* PROBLEM TO WORK ON:
Provide an exact reproduction of every entry.

------------------------------------

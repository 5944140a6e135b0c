//! Header names, status codes and media tokens used by delta encoding.

/// Header names, lowercase so they can feed `HeaderName::from_static`.
pub mod headers {
    pub const ETAG: &str = "etag";
    /// Request: instance manipulations the client accepts.
    pub const A_IM: &str = "a-im";
    /// Response: instance manipulations applied to the body.
    pub const IM: &str = "im";
    pub const DELTA_BASE: &str = "delta-base";
}

pub mod status {
    pub const OK: u16 = 200;
    /// RFC 3229 "IM Used".
    pub const IM_USED: u16 = 226;
    pub const NOT_MODIFIED: u16 = 304;
}

/// Default instance-manipulation token naming the JSON edit-script format.
pub const DEFAULT_DELTA_TOKEN: &str = "googlediffjson";

/// Media type of a serialized edit script.
pub const SCRIPT_CONTENT_TYPE: &str = "application/json";

/// `Cache-Control` directive an intermediary must understand before it
/// may cache a `226` response.
pub const IM_CACHE_DIRECTIVE: &str = "no-store, im";
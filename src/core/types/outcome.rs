//! Per-request negotiation decisions.

use crate::core::types::{EditScript, VersionId};

/// The response shape chosen for one request.
#[derive(Clone, Debug, PartialEq, Eq)]
pub enum Outcome {
    /// `200`: send the full representation.
    Full,
    /// `304`: the client's version is current.
    NotModified,
    /// `226`: send `script`, which turns the client's `base` into the latest
    /// representation.
    Delta { base: VersionId, script: EditScript },
}

impl Outcome {
    #[must_use]
    pub fn status(&self) -> u16 {
        use crate::core::protocol::constants::status;
        match self {
            Outcome::Full => status::OK,
            Outcome::NotModified => status::NOT_MODIFIED,
            Outcome::Delta { .. } => status::IM_USED,
        }
    }

    /// Short label for logs.
    #[must_use]
    pub fn label(&self) -> &'static str {
        match self {
            Outcome::Full => "full",
            Outcome::NotModified => "not-modified",
            Outcome::Delta { .. } => "delta",
        }
    }
}

/// Result of recording a body and resolving the client's validators.
#[derive(Clone, Debug)]
pub struct Negotiation {
    /// Id of the version just recorded (the new `ETag`).
    pub id: VersionId,
    pub outcome: Outcome,
}
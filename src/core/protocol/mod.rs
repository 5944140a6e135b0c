//! Protocol-level utilities for delta encoding (RFC 3229).

pub mod constants;
pub mod headers;

pub use constants::{DEFAULT_DELTA_TOKEN, SCRIPT_CONTENT_TYPE};
pub use headers::*;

------------------------------------

* WRITTEN SOLUTION:
repository 5944140a6e135b0c
//! Header names, status codes and media tokens used by delta encoding.

/// Header names, lowercase so they can feed `HeaderName::from_static`.
pub mod headers {
    pub const ETAG: &str = "etag";
    /// Request: instance manipulations the client accepts.
    pub const A_IM: &str = "a-im";
    /// Response: instance manipulations applied to the body.
    pub const IM: &str = "im";
    pub const DELTA_BASE: &str = "delta-base";
}

pub mod status {
    pub const OK: u16 = 200;
    /// RFC 3229 "IM Used".
    pub const IM_USED: u16 = 226;
    pub const NOT_MODIFIED: u16 = 304;
}

/// Default instance-manipulation token naming the JSON edit-script format.
pub const DEFAULT_DELTA_TOKEN: &str = "googlediffjson";

/// Media type of a serialized edit script.
pub const SCRIPT_CONTENT_TYPE: &str = "application/json";

/// `Cache-Control` directive an intermediary must understand before it
/// may cache a `226` response.
pub const IM_CACHE_DIRECTIVE: &str = "no-store, im";
filename src/core/types/outcome.rs
//! Per-request negotiation decisions.

use crate::core::types::{EditScript, VersionId};

/// The response shape chosen for one request.
#[derive(Clone, Debug, PartialEq, Eq)]
pub enum Outcome {
    /// `200`: send the full representation.
    Full,
    /// `304`: the client's version is current.
    NotModified,
    /// `226`: send `script`, which turns the client's `base` into the latest
    /// representation.
    Delta { base: VersionId, script: EditScript },
}

impl Outcome {
    #[must_use]
    pub fn status(&self) -> u16 {
        use crate::core::protocol::constants::status;
        match self {
            Outcome::Full => status::OK,
            Outcome::NotModified => status::NOT_MODIFIED,
            Outcome::Delta { .. } => status::IM_USED,
        }
    }

    /// Short label for logs.
    #[must_use]
    pub fn label(&self) -> &'static str {
        match self {
            Outcome::Full => "full",
            Outcome::NotModified => "not-modified",
            Outcome::Delta { .. } => "delta",
        }
    }
}

/// Result of recording a body and resolving the client's validators.
#[derive(Clone, Debug)]
pub struct Negotiation {
    /// Id of the version just recorded (the new `ETag`).
    pub id: VersionId,
    pub outcome: Outcome,
}
filename src/core/protocol/mod.rs
repository 5944140a6e135b0c
//! Protocol-level utilities for delta encoding (RFC 3229).

pub mod constants;
pub mod headers;

pub use constants::{DEFAULT_DELTA_TOKEN, SCRIPT_CONTENT_TYPE};
pub use headers::*;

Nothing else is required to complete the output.